Train To Pakistan is a historical novel by Khushwant Singh, published in 1956. It recounts the Partition of India in August 1947. Instead of depicting the Partition in terms of only the political events surrounding it, Singh digs into a deep local focus, providing a human dimension which brings to the event a sense of reality, horror, and believability.[1]

Social structure and cultural understanding among the people[edit]

In a relatively short book, the reader gets to know a lot of characters in detail. Examination of the varied groups of people not only increases cultural and social understanding of that time and place, but also shows that the blame could not be placed on any one group; all were responsible.

“Muslims said the Hindus had planned and started the killing. According to the Hindus, the Muslims were to blame. The fact is, both sides killed. Both shot and stabbed and speared and clubbed. Both tortured. Both raped” (1).

Mano Majra, the fictional village on the border of Pakistan and India in which the story takes place, is predominantly Muslim and Sikh. Singh shows how they lived in a bubble, surrounded by mobs of Muslims who hate Sikhs and mobs of Sikhs who hate Muslims, while in the village they had always lived together peacefully. Villagers were in the dark about happenings of larger scope than the village outskirts, gaining much of their information through rumor and word of mouth. This made them especially susceptible to outside views. Upon learning that the government was planning to transport Muslims from Mano Majra to Pakistan the next day for their safety, one Muslim said, “What have we to do with Pakistan? We were born here. So were our ancestors. We have lived amongst [Sikhs] as brothers” (126). After the Muslims leave to a refugee camp from where they will eventually go to Pakistan, a group of religious agitators comes to Mano Majra and instills in the local Sikhs a hatred for Muslims and convinces a local gang to attempt mass murder as the Muslims leave on their train to Pakistan.

If groups of people are examined on a closer level than their religious attachments, a more detailed social structure emerges. Government officials were corrupt, manipulative of villagers, and could arrest anyone they chose for any reason, more often than not for their own benefit. They did just enough in terms of dealing with the dispute so that nobody could say that they did not do anything. The law enforcement was completely at the whim of the local government, meaning that in practice, there was no law. Also, small amounts of educated people trickled in and out of villages, trying to instill in people democratic, communist, or other western ideologies, though the common people were turned off and confused by their unorthodoxy. When one such educated man was speaking to a villager about freedom, the villager explained,

“Freedom is for the educated people who fought for it. We were slaves of the English, now we will be slaves of the educated Indians—or the Pakistanis” (48).

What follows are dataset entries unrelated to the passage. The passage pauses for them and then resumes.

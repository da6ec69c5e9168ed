//! Pose math types shared by trackers, nodes and collectors.
//!
//! These are the canonical representations carried in telemetry envelopes.
//! Component order matches the wire: `x, y, z` for positions and
//! `x, y, z, w` for orientations.

use bytemuck::{Pod, Zeroable};

/// 3D Vector - tracked position in meters
#[repr(C)]
#[derive(Clone, Copy, Debug, Default, PartialEq, Pod, Zeroable)]
pub struct Vec3 {
    /// X component
    pub x: f32,
    /// Y component
    pub y: f32,
    /// Z component
    pub z: f32,
}

impl Vec3 {
    /// Creates a new Vec3
    #[must_use]
    pub const fn new(x: f32, y: f32, z: f32) -> Self {
        Self { x, y, z }
    }

    /// Zero vector
    pub const ZERO: Self = Self::new(0.0, 0.0, 0.0);

    /// Converts to array in `x, y, z` order
    #[inline]
    #[must_use]
    pub fn to_array(self) -> [f32; 3] {
        bytemuck::cast(self)
    }

    /// Creates from an `x, y, z` array
    #[inline]
    #[must_use]
    pub fn from_array(arr: [f32; 3]) -> Self {
        bytemuck::cast(arr)
    }
}

impl std::ops::Add for Vec3 {
    type Output = Self;
    fn add(self, rhs: Self) -> Self {
        Self::new(self.x + rhs.x, self.y + rhs.y, self.z + rhs.z)
    }
}

impl std::ops::Sub for Vec3 {
    type Output = Self;
    fn sub(self, rhs: Self) -> Self {
        Self::new(self.x - rhs.x, self.y - rhs.y, self.z - rhs.z)
    }
}

impl std::ops::Mul<f32> for Vec3 {
    type Output = Self;
    fn mul(self, rhs: f32) -> Self {
        Self::new(self.x * rhs, self.y * rhs, self.z * rhs)
    }
}

/// Quaternion for orientations
#[repr(C)]
#[derive(Clone, Copy, Debug, PartialEq, Pod, Zeroable)]
pub struct Quaternion {
    /// X component
    pub x: f32,
    /// Y component
    pub y: f32,
    /// Z component
    pub z: f32,
    /// W component
    pub w: f32,
}

impl Quaternion {
    /// Creates a new quaternion
    #[must_use]
    pub const fn new(x: f32, y: f32, z: f32, w: f32) -> Self {
        Self { x, y, z, w }
    }

    /// Identity rotation
    pub const IDENTITY: Self = Self::new(0.0, 0.0, 0.0, 1.0);

    /// Converts to array in `x, y, z, w` order
    #[inline]
    #[must_use]
    pub fn to_array(self) -> [f32; 4] {
        bytemuck::cast(self)
    }

    /// Creates from an `x, y, z, w` array
    #[inline]
    #[must_use]
    pub fn from_array(arr: [f32; 4]) -> Self {
        bytemuck::cast(arr)
    }

    /// Rotation of `angle` radians about the vertical (Y) axis.
    #[must_use]
    pub fn from_yaw(angle: f32) -> Self {
        let half = angle * 0.5;
        Self::new(0.0, half.sin(), 0.0, half.cos())
    }
}

impl Default for Quaternion {
    fn default() -> Self {
        Self::IDENTITY
    }
}

#[cfg(test)]
mod tests {
    use super::*;

    #[test]
    fn test_vec3_operations() {
        let a = Vec3::new(1.0, 2.0, 3.0);
        let b = Vec3::new(4.0, 5.0, 6.0);

        let sum = a + b;
        assert_eq!(sum.x, 5.0);
        assert_eq!(sum.y, 7.0);
        assert_eq!(sum.z, 9.0);

        assert_eq!((b - a) * 2.0, Vec3::new(6.0, 6.0, 6.0));
    }

    #[test]
    fn test_array_views_follow_wire_order() {
        let v = Vec3::new(1.0, 2.0, 3.0);
        assert_eq!(v.to_array(), [1.0, 2.0, 3.0]);
        assert_eq!(Vec3::from_array([1.0, 2.0, 3.0]), v);

        let q = Quaternion::new(0.1, 0.2, 0.3, 0.9);
        assert_eq!(q.to_array(), [0.1, 0.2, 0.3, 0.9]);
        assert_eq!(Quaternion::from_array(q.to_array()), q);
    }

    #[test]
    fn test_quaternion_defaults() {
        assert_eq!(Quaternion::default(), Quaternion::IDENTITY);
        assert_eq!(Quaternion::from_yaw(0.0), Quaternion::IDENTITY);

        let q = Quaternion::from_array([0.1, 0.2, 0.3, 0.9]);
        assert_eq!(q.to_array(), [0.1, 0.2, 0.3, 0.9]);
    }

    #[test]
    fn test_yaw_is_unit_length() {
        let q = Quaternion::from_yaw(1.3);
        let norm = (q.x * q.x + q.y * q.y + q.z * q.z + q.w * q.w).sqrt();
        assert!((norm - 1.0).abs() < 1e-6);
    }
}
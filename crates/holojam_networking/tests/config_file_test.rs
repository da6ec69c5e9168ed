//! Configuration files on disk.

use std::io::Write;
use std::time::Duration;

use holojam_networking::{ConfigError, TelemetryConfig, TelemetryOrchestrator, Worker};

#[test]
fn test_load_file_and_build_node() {
    let mut file = tempfile::NamedTempFile::new().unwrap();
    writeln!(
        file,
        r#"
staleness_timeout_ms = 250

[send]
collector = "127.0.0.1:17615"
source = "stage-left"
low_water = 5

[[receive]]
name = "props"
port = 17611

[[receive]]
name = "phones"
port = 17612
low_water = 10
"#
    )
    .unwrap();

    let config = TelemetryConfig::from_file(file.path()).unwrap();
    assert_eq!(config.staleness_timeout(), Duration::from_millis(250));
    assert_eq!(config.send.source, "stage-left");

    let node = TelemetryOrchestrator::new(config);
    let names: Vec<&str> = node.receivers().iter().map(|r| r.name()).collect();
    assert_eq!(names, ["props", "phones"]);
    assert_eq!(node.receivers()[1].channel().low_water, 10);
    assert_eq!(node.sender().collector().port(), 17615);
}

#[test]
fn test_missing_file_is_read_error() {
    let dir = tempfile::tempdir().unwrap();
    let err = TelemetryConfig::from_file(dir.path().join("absent.toml")).unwrap_err();
    assert!(matches!(err, ConfigError::Read { .. }));
    assert!(err.to_string().contains("absent.toml"));
}

#[test]
fn test_invalid_file_rejected() {
    let mut file = tempfile::NamedTempFile::new().unwrap();
    writeln!(file, "[[receive]]\nname = \"a\"\nport = 0").unwrap();
    let err = TelemetryConfig::from_file(file.path()).unwrap_err();
    assert!(matches!(err, ConfigError::Invalid(_)));
}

To better understand the situation surrounding the partition of India, Singh provides information about both religions involved. The book sheds light on the various religious practices of both Sikhs and Muslims in rural India. Singh describes daily life for individuals from both practices. For example, Singh describes the practice of prayer for Muslims. “The mullah at the mosque knows that it is time for the morning prayer. He has a quick wash, stands facing west towards Mecca and with his fingers in his ears cries in long sonorous notes,Allah-o-Akbar (4)” Singh points out practices of Sikhs as well, “The priest at the Sikh temple lies in bed till the mullah has called. Then he too gets up, draws a bucket of water from the well in the temple courtyard, pours it over himself, and intones his prayer in monotonous singsong to the sound of splashing water (5)". [2]

Moral message and character development[edit]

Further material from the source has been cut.